I ride a train to and from work each week. Occasionally the riders are informed of a "medical emergency"
that causes a disruption in train service. Many of these are suicides. I know this because my girlfriend husband works for the rail company. Why do you suppose they don't tell the commuters directly?
I have also never heard of a responsible mental health professional informing their clients about about disturbing topics such as this particular blog post. Why do you think that is?
Stop pretending to be such a martyr and use your brain or is is too "broken" to understand the point I am trying to make?

Tough Love
July, 17 2017 at 5:09 pm

You really don't get it do you. If course you don't you are not a parent...
Highlighting the highly controversial Blue Whale Challenge in your personal blog is obviously meant to stir up, "trigger" readers. A F.I.N.E (f'd up, insecure, neurotic, emotional) example of trashy sensationalism couched as concern, that draws in vulnerable readers, in particular youth, in much the same way that the book Final Exit did for Derek Humphries. It might interest you to know that his book now in it 3rd edition has been translated into 11 languages!Making him a lot of money albeit on the backs of very ill individuals . But hey, what do you care. You believe that mentally ill folks should be allowed to own guns. Of course you do.
Most suicidal individuals really don't want to die. They just want their pain to end... Writing rubbish like this just points desperate wayward individuals in the WRONG direction
Karma can be a bitch...
You are privileged to be given such a public platform. Learn to use it more wisely and not just for personal gain

In reply to by Anonymous (not verified)

Natasha Tracy
July, 19 2017 at 3:53 am

Hi It Takes,
I highlighted the Blue Whale challenge on my blog to alert people to its existence. I didn't write it in a triggering way at all -- although I could have. For example, I removed how the current person killed himself, which you will find in every news source.
I appreciate your concerns, but I don't concur.
- Natasha Tracy

Tough Love
July, 16 2017 at 12:51 pm

How ironic that someone like yourself who purports to be an authority on mental health issues and has issues of her own with self harm (AKA para suicide) should pretend to care about your readers. Continuing to write about issues that may be triggering for others and profit from from these writings, yet absolve yourself of any responsibility for the part that you may play in negatively affecting others. As I'm sure you are well aware, not everyone who reads these blogs are adults either. How utterly irresponsible and insensitive!

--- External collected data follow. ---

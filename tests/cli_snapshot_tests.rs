//! Snapshot tests for CLI output using insta.
//!
//! These tests capture stable user-facing output as snapshots, making it
//! easy to review changes to it.
//!
//! To update snapshots after intentional changes:
//! ```bash
//! cargo insta test --accept
//! ```

mod common;
use common::prelude::*;

/// Strip the temp-dir path and trailing whitespace so snapshots are stable.
fn normalize_output(output: &[u8]) -> String {
    let text = String::from_utf8_lossy(output);
    let re = regex::Regex::new(r"Not a gyt repository: .*").unwrap();
    let replaced = re.replace_all(&text, "Not a gyt repository: [TEMP]");
    replaced
        .lines()
        .map(|line| line.trim_end())
        .collect::<Vec<_>>()
        .join("\n")
        .trim()
        .to_string()
}

#[test]
fn test_config_default_snapshot() {
    let fixture = TestFixture::new().initialized();
    let output = fixture
        .command()
        .arg("config")
        .output()
        .expect("Failed to execute command");
    assert!(output.status.success());

    let normalized = normalize_output(&output.stdout);
    insta::assert_snapshot!("config_default", normalized);
}

#[test]
fn test_status_empty_snapshot() {
    let fixture = TestFixture::new().initialized();
    let output = fixture
        .command()
        .arg("status")
        .output()
        .expect("Failed to execute command");
    assert!(output.status.success());

    let normalized = normalize_output(&output.stdout);
    insta::assert_snapshot!("status_empty", normalized);
}

#[test]
fn test_not_a_repository_error_snapshot() {
    let fixture = TestFixture::new();
    let output = fixture
        .command()
        .arg("status")
        .output()
        .expect("Failed to execute command");
    assert_eq!(output.status.code(), Some(1));

    let normalized = normalize_output(&output.stderr);
    insta::assert_snapshot!("not_a_repository_error", normalized);
}
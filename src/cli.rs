//! CLI argument parsing and command dispatch

use std::path::PathBuf;

use anyhow::Result;
use clap::{Parser, Subcommand};

use gyt::output::OutputConfig;

use crate::commands::{self, Context};

/// gyt - Track your milestones like commits
#[derive(Parser, Debug)]
#[command(name = "gyt")]
#[command(version, about, long_about = None)]
pub struct Cli {
    /// Subcommand to execute
    #[command(subcommand)]
    command: Commands,

    /// Colorize output (always, never, auto)
    #[arg(
        long,
        global = true,
        value_name = "WHEN",
        default_value = "auto",
        value_parser = ["always", "never", "auto"]
    )]
    color: String,

    /// Set log level (off, error, warn, info, debug, trace); RUST_LOG takes precedence
    #[arg(
        long,
        global = true,
        value_name = "LEVEL",
        default_value = "warn",
        value_parser = ["off", "error", "warn", "info", "debug", "trace"]
    )]
    log_level: String,

    /// Repository root directory (defaults to the current directory)
    #[arg(long, global = true, value_name = "DIR", env = "GYT_DIR")]
    repo: Option<PathBuf>,
}

#[derive(Subcommand, Debug)]
enum Commands {
    /// Initialize a new gyt repository in the current directory
    Init(commands::init::InitArgs),

    /// Get or set configuration values
    Config(commands::config::ConfigArgs),

    /// Add a milestone to the staging area
    Add(commands::add::AddArgs),

    /// Show the status of the repository
    Status(commands::status::StatusArgs),

    /// Commit staged milestones
    Commit(commands::commit::CommitArgs),

    /// Show commit history
    Log(commands::log::LogArgs),

    /// Show milestone statistics
    Stats(commands::stats::StatsArgs),

    /// Push commits to the configured remote
    Push(commands::push::PushArgs),

    /// Generate shell completion scripts
    Completions(commands::completions::CompletionsArgs),
}

impl Cli {
    /// Execute the CLI command
    pub fn execute(self) -> Result<()> {
        init_logging(&self.log_level);

        let output = OutputConfig::from_env_and_flag(&self.color);
        output.apply();

        let repo_root = self
            .repo
            .unwrap_or_else(gyt::defaults::default_repo_root);
        log::debug!("Using repository root {}", repo_root.display());

        let ctx = Context { repo_root, output };

        match self.command {
            Commands::Init(args) => commands::init::execute(args, &ctx),
            Commands::Config(args) => commands::config::execute(args, &ctx),
            Commands::Add(args) => commands::add::execute(args, &ctx),
            Commands::Status(args) => commands::status::execute(args, &ctx),
            Commands::Commit(args) => commands::commit::execute(args, &ctx),
            Commands::Log(args) => commands::log::execute(args, &ctx),
            Commands::Stats(args) => commands::stats::execute(args, &ctx),
            Commands::Push(args) => commands::push::execute(args, &ctx),
            Commands::Completions(args) => commands::completions::execute(args),
        }
    }
}

/// Route `log` records to stderr at `level`, letting `RUST_LOG` override it.
fn init_logging(level: &str) {
    let mut builder = env_logger::Builder::new();
    builder.parse_filters(level);
    builder.parse_default_env();
    builder.format_timestamp(None);
    // A logger may already be installed when running under a test harness.
    let _ = builder.try_init();
}
//! # Milestones and Commits
//!
//! The two records gyt stores. A [`Milestone`] is a free-text unit of
//! progress that sits in the staging area until it is grouped into a
//! [`Commit`]. Both serialize to the JSON shapes found in
//! `.gyt/staging.json` and `.gyt/commits.json`.

use chrono::{DateTime, Local};
use serde::{Deserialize, Serialize};
use sha2::{Digest, Sha256};

use crate::defaults::COMMIT_HASH_LEN;
use crate::error::{Error, Result};

/// A single milestone entry.
#[derive(Debug, Clone, PartialEq, Serialize, Deserialize)]
pub struct Milestone {
    pub message: String,
    #[serde(with = "timestamp")]
    pub timestamp: DateTime<Local>,
    #[serde(default)]
    pub tags: Vec<String>,
}

impl Milestone {
    /// Create a milestone stamped with the current local time.
    ///
    /// The message is trimmed and must not be empty.
    pub fn new(message: &str) -> Result<Self> {
        Self::at(message, Local::now())
    }

    /// Create a milestone with an explicit timestamp.
    pub fn at(message: &str, timestamp: DateTime<Local>) -> Result<Self> {
        let message = message.trim();
        if message.is_empty() {
            return Err(Error::EmptyMessage { what: "Milestone" });
        }
        Ok(Self {
            message: message.to_string(),
            timestamp,
            tags: Vec::new(),
        })
    }

    /// Attach tags, dropping blanks and duplicates while keeping order.
    pub fn with_tags<I, S>(mut self, tags: I) -> Self
    where
        I: IntoIterator<Item = S>,
        S: AsRef<str>,
    {
        for tag in tags {
            let tag = tag.as_ref().trim();
            if !tag.is_empty() && !self.tags.iter().any(|t| t == tag) {
                self.tags.push(tag.to_string());
            }
        }
        self
    }
}

/// A commit containing one or more milestones.
#[derive(Debug, Clone, PartialEq, Serialize, Deserialize)]
pub struct Commit {
    pub message: String,
    pub milestones: Vec<Milestone>,
    #[serde(with = "timestamp")]
    pub timestamp: DateTime<Local>,
    pub commit_hash: Option<String>,
}

impl Commit {
    /// Create an unhashed commit of `milestones`, stamped now.
    ///
    /// Fails if the message is blank or there is nothing to commit.
    pub fn new(message: &str, milestones: Vec<Milestone>) -> Result<Self> {
        Self::at(message, milestones, Local::now())
    }

    /// Create an unhashed commit with an explicit timestamp.
    pub fn at(
        message: &str,
        milestones: Vec<Milestone>,
        timestamp: DateTime<Local>,
    ) -> Result<Self> {
        let message = message.trim();
        if message.is_empty() {
            return Err(Error::EmptyMessage { what: "Commit" });
        }
        if milestones.is_empty() {
            return Err(Error::NothingStaged);
        }
        Ok(Self {
            message: message.to_string(),
            milestones,
            timestamp,
            commit_hash: None,
        })
    }

    /// Assign the commit hash derived from the timestamp and message.
    pub fn seal(&mut self) -> &str {
        let hash = compute_hash(&self.timestamp, &self.message);
        self.commit_hash.insert(hash)
    }

    /// The hash for display, or a placeholder for legacy unhashed entries.
    pub fn short_hash(&self) -> &str {
        self.commit_hash.as_deref().unwrap_or("--------")
    }
}

/// Derive a commit hash: the first 8 hex digits of
/// `SHA-256(rfc3339(timestamp) ++ message)`.
pub fn compute_hash(timestamp: &DateTime<Local>, message: &str) -> String {
    let input = format!("{}{}", timestamp.to_rfc3339(), message);
    let digest = Sha256::digest(input.as_bytes());
    let hex: String = digest.iter().map(|b| format!("{:02x}", b)).collect();
    hex[..COMMIT_HASH_LEN].to_string()
}

/// Timestamps are written as RFC 3339. Reading also accepts offset-less ISO
/// 8601 (`2024-05-01T09:30:00.123456`), interpreted as local time.
mod timestamp {
    use chrono::{DateTime, Local, NaiveDateTime, TimeZone};
    use serde::{de, Deserialize, Deserializer, Serializer};

    pub fn serialize<S: Serializer>(
        value: &DateTime<Local>,
        serializer: S,
    ) -> Result<S::Ok, S::Error> {
        serializer.serialize_str(&value.to_rfc3339())
    }

    pub fn deserialize<'de, D: Deserializer<'de>>(
        deserializer: D,
    ) -> Result<DateTime<Local>, D::Error> {
        let raw = String::deserialize(deserializer)?;
        parse(&raw).ok_or_else(|| de::Error::custom(format!("invalid timestamp '{}'", raw)))
    }

    fn parse(raw: &str) -> Option<DateTime<Local>> {
        if let Ok(dt) = DateTime::parse_from_rfc3339(raw) {
            return Some(dt.with_timezone(&Local));
        }
        let naive = NaiveDateTime::parse_from_str(raw, "%Y-%m-%dT%H:%M:%S%.f").ok()?;
        Local.from_local_datetime(&naive).earliest()
    }
}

In reply to by Anonymous (not verified)

Natasha Tracy
July, 17 2017 at 4:50 am

Hi R,
Telling people to take personal responsibility for their own behavior is not irresponsible. I believe in personal responsibility for me and for others and to suggest that this is a lack of caring is incorrect. All I do is help people -- all day every day.
I do, typically, also offer resources for those in distress both on my website and in articles where I think it would be appropriate. And here at HealthyPlace, we point readers to a list of helplines all the time.
As for underage youth, I can't be responsible for their actions either. I'm sorry to state the obvious, but that's where parents come in. Do parents do the right thing in this regard? No, of course not all parents do. But I can't take responsibility for their actions either.
I am only the writer, not the monitor of the world.